Japan    Education Back to Top

Many of the historical and cultural characteristics that shape Japanese arts shape its education as well. Japanese tradition stresses respect for society and the established order and prizes group goals above individual interests. Sschooling also emphasize diligence, self-criticism, and well-organized study habits. More generally, the belief is ingrained that hard work and perseverance will yield success in life. Much of official school life is devoted directly or indirectly to teaching correct attitudes and moral values and to developing character, with the aim of creating a citizenry that is both literate and attuned to the basic values of culture and society.
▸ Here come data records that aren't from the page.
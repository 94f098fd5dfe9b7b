use std::collections::{HashMap, HashSet};
use std::sync::Arc;

use parking_lot::Mutex;
use warden_core::schema::{Schema, SchemaVersion};
use warden_core::tuple::{SnapshotToken, TenantId, Tuple, TupleFilter};

use crate::traits::{RelationshipStore, SchemaStore, StorageError, StoreFactory};

const ACTIVE_TX_ID: u64 = u64::MAX;

#[derive(Debug, Clone)]
struct StoredTuple {
    tuple: Tuple,
    created_tx_id: u64,
    deleted_tx_id: u64,
}

impl StoredTuple {
    fn is_active(&self) -> bool {
        self.deleted_tx_id == ACTIVE_TX_ID
    }

    fn visible_at(&self, snapshot: u64) -> bool {
        self.created_tx_id <= snapshot && self.deleted_tx_id > snapshot
    }
}

#[derive(Debug, Default)]
struct InnerState {
    current_tx: u64,
    tuples: Vec<StoredTuple>,
    schemas: Vec<Arc<Schema>>,
}

impl InnerState {
    fn resolve_snapshot(&self, snapshot: Option<SnapshotToken>) -> Result<u64, StorageError> {
        match snapshot {
            Some(token) if token.value() > self.current_tx => Err(StorageError::SnapshotAhead {
                requested: token.value(),
                current: self.current_tx,
            }),
            Some(token) => Ok(token.value()),
            None => Ok(self.current_tx),
        }
    }

    fn visible(&self, snapshot: u64) -> impl Iterator<Item = &Tuple> {
        self.tuples
            .iter()
            .filter(move |t| t.visible_at(snapshot))
            .map(|t| &t.tuple)
    }
}

/// Reference store keeping every tuple version in memory. Each write is one
/// transaction; a snapshot token is the id of the last transaction it sees.
#[derive(Debug, Clone, Default)]
pub struct InMemoryStore {
    state: Arc<Mutex<InnerState>>,
}

impl InMemoryStore {
    pub fn new() -> Self {
        Self::default()
    }
}

impl RelationshipStore for InMemoryStore {
    async fn write(
        &self,
        writes: &[Tuple],
        deletes: &[TupleFilter],
    ) -> Result<SnapshotToken, StorageError> {
        if deletes.iter().any(TupleFilter::is_empty) {
            return Err(StorageError::EmptyDeleteFilter);
        }

        let mut seen = HashSet::with_capacity(writes.len());
        for write in writes {
            if !seen.insert(write) {
                return Err(StorageError::DuplicateTuple(write.to_string()));
            }
        }

        let mut state = self.state.lock();

        // Tuples surviving the deletes of this transaction must not be
        // written again.
        for write in writes {
            let active_dup = state.tuples.iter().any(|t| {
                t.is_active() && t.tuple == *write && !deletes.iter().any(|f| f.matches(&t.tuple))
            });
            if active_dup {
                return Err(StorageError::DuplicateTuple(write.to_string()));
            }
        }

        state.current_tx += 1;
        let tx_id = state.current_tx;

        let mut deleted = 0usize;
        for stored in &mut state.tuples {
            if stored.is_active() && deletes.iter().any(|f| f.matches(&stored.tuple)) {
                stored.deleted_tx_id = tx_id;
                deleted += 1;
            }
        }

        state.tuples.extend(writes.iter().map(|write| StoredTuple {
            tuple: write.clone(),
            created_tx_id: tx_id,
            deleted_tx_id: ACTIVE_TX_ID,
        }));

        tracing::debug!(tx_id, written = writes.len(), deleted, "relationships written");
        Ok(SnapshotToken::new(tx_id))
    }

    async fn read(
        &self,
        filter: &TupleFilter,
        snapshot: Option<SnapshotToken>,
        limit: Option<usize>,
    ) -> Result<Vec<Tuple>, StorageError> {
        let state = self.state.lock();
        let snapshot = state.resolve_snapshot(snapshot)?;

        Ok(state
            .visible(snapshot)
            .filter(|t| filter.matches(t))
            .take(limit.unwrap_or(usize::MAX))
            .cloned()
            .collect())
    }

    async fn snapshot(&self) -> Result<SnapshotToken, StorageError> {
        let state = self.state.lock();
        Ok(SnapshotToken::new(state.current_tx))
    }

    async fn list_entity_ids(
        &self,
        entity_type: &str,
        snapshot: Option<SnapshotToken>,
        limit: Option<usize>,
    ) -> Result<Vec<String>, StorageError> {
        let state = self.state.lock();
        let snapshot = state.resolve_snapshot(snapshot)?;

        let mut seen = HashSet::new();
        Ok(state
            .visible(snapshot)
            .filter(|t| t.entity.entity_type == entity_type)
            .filter(|t| seen.insert(t.entity.entity_id.as_str()))
            .take(limit.unwrap_or(usize::MAX))
            .map(|t| t.entity.entity_id.clone())
            .collect())
    }
}

impl SchemaStore for InMemoryStore {
    async fn write_schema(&self, schema: Schema) -> Result<SchemaVersion, StorageError> {
        let mut state = self.state.lock();
        state.schemas.push(Arc::new(schema));
        let version = SchemaVersion::new(state.schemas.len() as u64);
        tracing::debug!(%version, "schema written");
        Ok(version)
    }

    async fn read_schema(
        &self,
        version: Option<SchemaVersion>,
    ) -> Result<Option<(Arc<Schema>, SchemaVersion)>, StorageError> {
        let state = self.state.lock();
        let version = match version {
            Some(version) => version,
            None => SchemaVersion::new(state.schemas.len() as u64),
        };
        let found = usize::try_from(version.value())
            .ok()
            .and_then(|v| v.checked_sub(1))
            .and_then(|index| state.schemas.get(index))
            .map(|schema| (Arc::clone(schema), version));
        Ok(found)
    }
}

#[derive(Debug, Default)]
pub struct InMemoryStoreFactory {
    stores: Mutex<HashMap<TenantId, InMemoryStore>>,
}

impl InMemoryStoreFactory {
    pub fn new() -> Self {
        Self::default()
    }
}

impl StoreFactory for InMemoryStoreFactory {
    type Store = InMemoryStore;

    fn for_tenant(&self, tenant_id: &TenantId) -> InMemoryStore {
        self.stores
            .lock()
            .entry(tenant_id.clone())
            .or_default()
            .clone()
    }
}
At the same time, the academic achievement of Japanese students is extremely high by international standards. Japanese children consistently rank at or near the top in successive international tests of mathematics. The system is characterized by high enrollment and retention rates throughout. An entrance examination system, particularly important at the college level, exerts strong influences throughout the entire system. The structure does not consist exclusively of government-sponsored, formal official education institutions. Private education also forms an important part of the educational landscape, and the role of schools outside the official school system can not be ignored.

A majority of children begin their education by attending preschool, although it is not part of the official system. The official structure provides compulsory free schooling and a sound and balanced education to virtually all children from grade one through grade nine. Upper-secondary school, from grades ten through twelve, although also not compulsory, attracts about 94 percent of those who complet lower-secondary school. About one-third of all Japanese upper-secondary school graduates advance to postsecondary education--to full four-year universities, two-year junior colleges, or to other institutions.
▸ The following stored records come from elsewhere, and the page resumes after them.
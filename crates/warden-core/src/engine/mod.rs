mod cancel;
mod check;
mod expand;
mod lookup_schema;
mod visit;

#[cfg(test)]
mod test_support;

pub use cancel::{CancelHandle, CancelToken};
pub use check::{CheckEngine, CheckRequest, CheckResult};
pub use expand::{ExpandEngine, ExpandRequest, ExpandResult, ExpandTree, Operation, Target};
pub use lookup_schema::{LookupSchemaEngine, evaluate};

use std::collections::HashMap;
use std::future::Future;
use std::sync::Arc;

use parking_lot::Mutex;

use crate::schema::types::{EntityDefinition, Schema, SchemaVersion};
use crate::tuple::{EntityRef, SnapshotToken, Tuple};

/// Depth used when a request does not set one.
pub const DEFAULT_DEPTH: u32 = 20;

#[derive(Debug, Clone, PartialEq, Eq, thiserror::Error)]
pub enum CheckError {
    #[error("schema not found: {0}")]
    SchemaNotFound(String),

    #[error("entity type not found: {0}")]
    EntityNotFound(String),

    #[error("permission '{permission}' not found on type '{entity_type}'")]
    PermissionNotFound {
        entity_type: String,
        permission: String,
    },

    #[error("relation '{relation}' not found on type '{entity_type}'")]
    RelationNotFound {
        entity_type: String,
        relation: String,
    },

    #[error("max depth exceeded: request started with depth {0}")]
    DepthExceeded(u32),

    #[error("evaluation canceled")]
    Canceled,

    #[error("invalid request: {0}")]
    InvalidRequest(String),

    #[error("storage error: {0}")]
    Storage(String),
}

/// Coarse classification an outer protocol layer maps onto its own status
/// codes.
#[derive(Debug, Clone, Copy, PartialEq, Eq)]
pub enum ErrorKind {
    Validation,
    NotFound,
    DepthExceeded,
    Canceled,
    Upstream,
}

impl CheckError {
    pub fn kind(&self) -> ErrorKind {
        match self {
            Self::InvalidRequest(_) => ErrorKind::Validation,
            Self::SchemaNotFound(_)
            | Self::EntityNotFound(_)
            | Self::PermissionNotFound { .. }
            | Self::RelationNotFound { .. } => ErrorKind::NotFound,
            Self::DepthExceeded(_) => ErrorKind::DepthExceeded,
            Self::Canceled => ErrorKind::Canceled,
            Self::Storage(_) => ErrorKind::Upstream,
        }
    }
}

#[derive(Debug, Clone)]
pub struct EngineConfig {
    /// Children of one rewrite node or leaf evaluated at the same time.
    pub max_concurrent_branches: usize,
}

impl Default for EngineConfig {
    fn default() -> Self {
        Self {
            max_concurrent_branches: 10,
        }
    }
}

impl EngineConfig {
    fn branch_limit(&self) -> usize {
        self.max_concurrent_branches.max(1)
    }
}

/// Read access to stored relation tuples.
pub trait TupleReader: Send + Sync {
    /// Tuples `(entity, relation, *)` visible at `snapshot`, in a stable order.
    fn query_tuples(
        &self,
        entity: &EntityRef,
        relation: &str,
        snapshot: SnapshotToken,
    ) -> impl Future<Output = Result<Vec<Tuple>, CheckError>> + Send;

    fn head_snapshot(&self) -> impl Future<Output = Result<SnapshotToken, CheckError>> + Send;
}

/// Read access to compiled, versioned schemas.
pub trait SchemaReader: Send + Sync {
    /// Returns the definition of `entity_type` at `version`, or at the head
    /// version when `version` is `None`, together with the version served.
    fn read_entity_definition(
        &self,
        entity_type: &str,
        version: Option<SchemaVersion>,
    ) -> impl Future<Output = Result<(Arc<EntityDefinition>, SchemaVersion), CheckError>> + Send;
}

/// A single schema version held in memory.
#[derive(Debug, Clone)]
pub struct StaticSchema {
    schema: Arc<Schema>,
    version: SchemaVersion,
}

impl StaticSchema {
    pub fn new(schema: Schema, version: SchemaVersion) -> Self {
        Self {
            schema: Arc::new(schema),
            version,
        }
    }
}

impl SchemaReader for StaticSchema {
    async fn read_entity_definition(
        &self,
        entity_type: &str,
        version: Option<SchemaVersion>,
    ) -> Result<(Arc<EntityDefinition>, SchemaVersion), CheckError> {
        if let Some(requested) = version
            && requested != self.version
        {
            return Err(CheckError::SchemaNotFound(requested.to_string()));
        }
        let definition = self
            .schema
            .entity(entity_type)
            .cloned()
            .ok_or_else(|| CheckError::EntityNotFound(entity_type.to_string()))?;
        Ok((definition, self.version))
    }
}

/// Entity definitions read for one request, pinned to one schema version.
pub(crate) struct Definitions<'a, S> {
    reader: &'a S,
    version: SchemaVersion,
    cache: Mutex<HashMap<String, Arc<EntityDefinition>>>,
}

impl<'a, S: SchemaReader> Definitions<'a, S> {
    pub(crate) fn new(reader: &'a S, first: Arc<EntityDefinition>, version: SchemaVersion) -> Self {
        let mut cache = HashMap::new();
        cache.insert(first.name.clone(), first);
        Self {
            reader,
            version,
            cache: Mutex::new(cache),
        }
    }

    pub(crate) fn version(&self) -> SchemaVersion {
        self.version
    }

    pub(crate) async fn get(
        &self,
        entity_type: &str,
        cancel: &CancelToken,
    ) -> Result<Arc<EntityDefinition>, CheckError> {
        let cached = self.cache.lock().get(entity_type).cloned();
        if let Some(definition) = cached {
            return Ok(definition);
        }
        let (definition, _) = cancel
            .guard(
                self.reader
                    .read_entity_definition(entity_type, Some(self.version)),
            )
            .await?;
        self.cache
            .lock()
            .insert(entity_type.to_string(), Arc::clone(&definition));
        Ok(definition)
    }
}

/// Resolves the schema version and entity definition a request starts from.
pub(crate) async fn load_root<S: SchemaReader>(
    reader: &S,
    entity_type: &str,
    version: Option<SchemaVersion>,
    cancel: &CancelToken,
) -> Result<(Arc<EntityDefinition>, SchemaVersion), CheckError> {
    cancel
        .guard(reader.read_entity_definition(entity_type, version))
        .await
}

/// Resolves the snapshot a request reads at.
pub(crate) async fn load_snapshot<T: TupleReader>(
    reader: &T,
    snapshot: Option<SnapshotToken>,
    cancel: &CancelToken,
) -> Result<SnapshotToken, CheckError> {
    match snapshot {
        Some(snapshot) => Ok(snapshot),
        None => cancel.guard(reader.head_snapshot()).await,
    }
}

/// Spends one unit of depth. Reaching zero aborts the evaluation.
pub(crate) fn consume(depth: u32, initial: u32) -> Result<u32, CheckError> {
    let remaining = depth.saturating_sub(1);
    if remaining == 0 {
        tracing::debug!(initial, "depth exhausted");
        return Err(CheckError::DepthExceeded(initial));
    }
    Ok(remaining)
}

pub(crate) fn validate_depth(depth: u32) -> Result<(), CheckError> {
    if depth == 0 {
        return Err(CheckError::InvalidRequest(
            "depth must be greater than zero".to_string(),
        ));
    }
    Ok(())
}

#[cfg(test)]
mod tests {
    use super::*;
    use crate::schema::types::RelationDef;

    fn schema() -> StaticSchema {
        StaticSchema::new(
            Schema::new(vec![EntityDefinition::new(
                "doc",
                vec![RelationDef::new("owner", vec![])],
                vec![],
            )]),
            SchemaVersion::new(3),
        )
    }

    #[test]
    fn error_kinds() {
        assert_eq!(CheckError::Canceled.kind(), ErrorKind::Canceled);
        assert_eq!(CheckError::DepthExceeded(8).kind(), ErrorKind::DepthExceeded);
        assert_eq!(CheckError::Storage("boom".into()).kind(), ErrorKind::Upstream);
        assert_eq!(
            CheckError::EntityNotFound("doc".into()).kind(),
            ErrorKind::NotFound
        );
        assert_eq!(
            CheckError::InvalidRequest("depth".into()).kind(),
            ErrorKind::Validation
        );
    }

    #[test]
    fn consume_fails_when_budget_runs_out() {
        assert_eq!(consume(3, 3), Ok(2));
        assert_eq!(consume(2, 3), Ok(1));
        assert_eq!(consume(1, 3), Err(CheckError::DepthExceeded(3)));
    }

    #[tokio::test]
    async fn static_schema_serves_head_and_pinned_version() {
        let reader = schema();

        let (def, version) = reader.read_entity_definition("doc", None).await.unwrap();
        assert_eq!(def.name, "doc");
        assert_eq!(version, SchemaVersion::new(3));

        let pinned = reader
            .read_entity_definition("doc", Some(SchemaVersion::new(3)))
            .await;
        assert!(pinned.is_ok());
    }

    #[tokio::test]
    async fn static_schema_errors() {
        let reader = schema();

        let err = reader
            .read_entity_definition("doc", Some(SchemaVersion::new(4)))
            .await
            .unwrap_err();
        assert!(matches!(err, CheckError::SchemaNotFound(_)), "got: {err}");

        let err = reader.read_entity_definition("folder", None).await.unwrap_err();
        assert!(
            matches!(err, CheckError::EntityNotFound(ref t) if t == "folder"),
            "got: {err}"
        );
    }
}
Japan is a highly education-minded society. Education is esteemed, and educational achievement is often the prerequisite for success in work and in society at large.

Schooling generally begins before grade one in preschool and is free and compulsory for elementary and junior high school. More than 99 percent of elementary school-aged children attend school. Most students who finish junior high school continue on to senior high school. Approximately one-third of senior high school graduates then continue on for higher education. Most high schools and universities admit students on the basis of difficult entrance examinations. Competition to get into the best high schools and universities is fierce because Japan’s most prestigious jobs typically go to graduates of elite universities.

Japan    Government Back to Top

Government: Constitutional monarchy with emperor as symbol of state. Parliamentary form of government. Elected bicameral legislature called National Diet, consisting of House of Councillors (upper house) and House of Representatives (lower house). General elections every four years or upon dissolution of lower house; general elections every three years for half of upper house.

Administrative Divisions: Forty-seven administrative divisions: forty-three rural prefectures (ken), two urban prefectures (fu--Kyoto and Osaka), one metropolitan district (to--Tokyo), and one district (do--Hokkaido). Large cities (shi) divided into wards (ku), then into precincts (machi or cho) or subdistricts (shicho) and counties (gun).

Justice: Civil law system heavily influenced by British and American law. Independent judiciary consisting of Supreme Court, high courts, district courts, and family courts.

Politics: Although in 1994 no party had a majority, Liberal Democratic Party (LDP) had a sizable plurality, followed by Social Democratic Party of Japan (SDPJ). Other parties included: Sakigake (Harbinger) Party, Shinseito (Renewal Party), Komeito (Clean Government Party), and Japan New Party.

Foreign Affairs: Major aid donor to developing countries. Maintains diplomatic relations with virtually all countries of world. Closely aligned since World War II with United States policies but takes neutral and independent stand on some issues. Member of Asian Development Bank, Colombo Plan for Cooperative Economic and Social Development in Asia and the Pacific, International Whaling Commission, Organisation for Economic Cooperation and Development, and the United Nations and its affiliated agencies, and a number of other international organizations.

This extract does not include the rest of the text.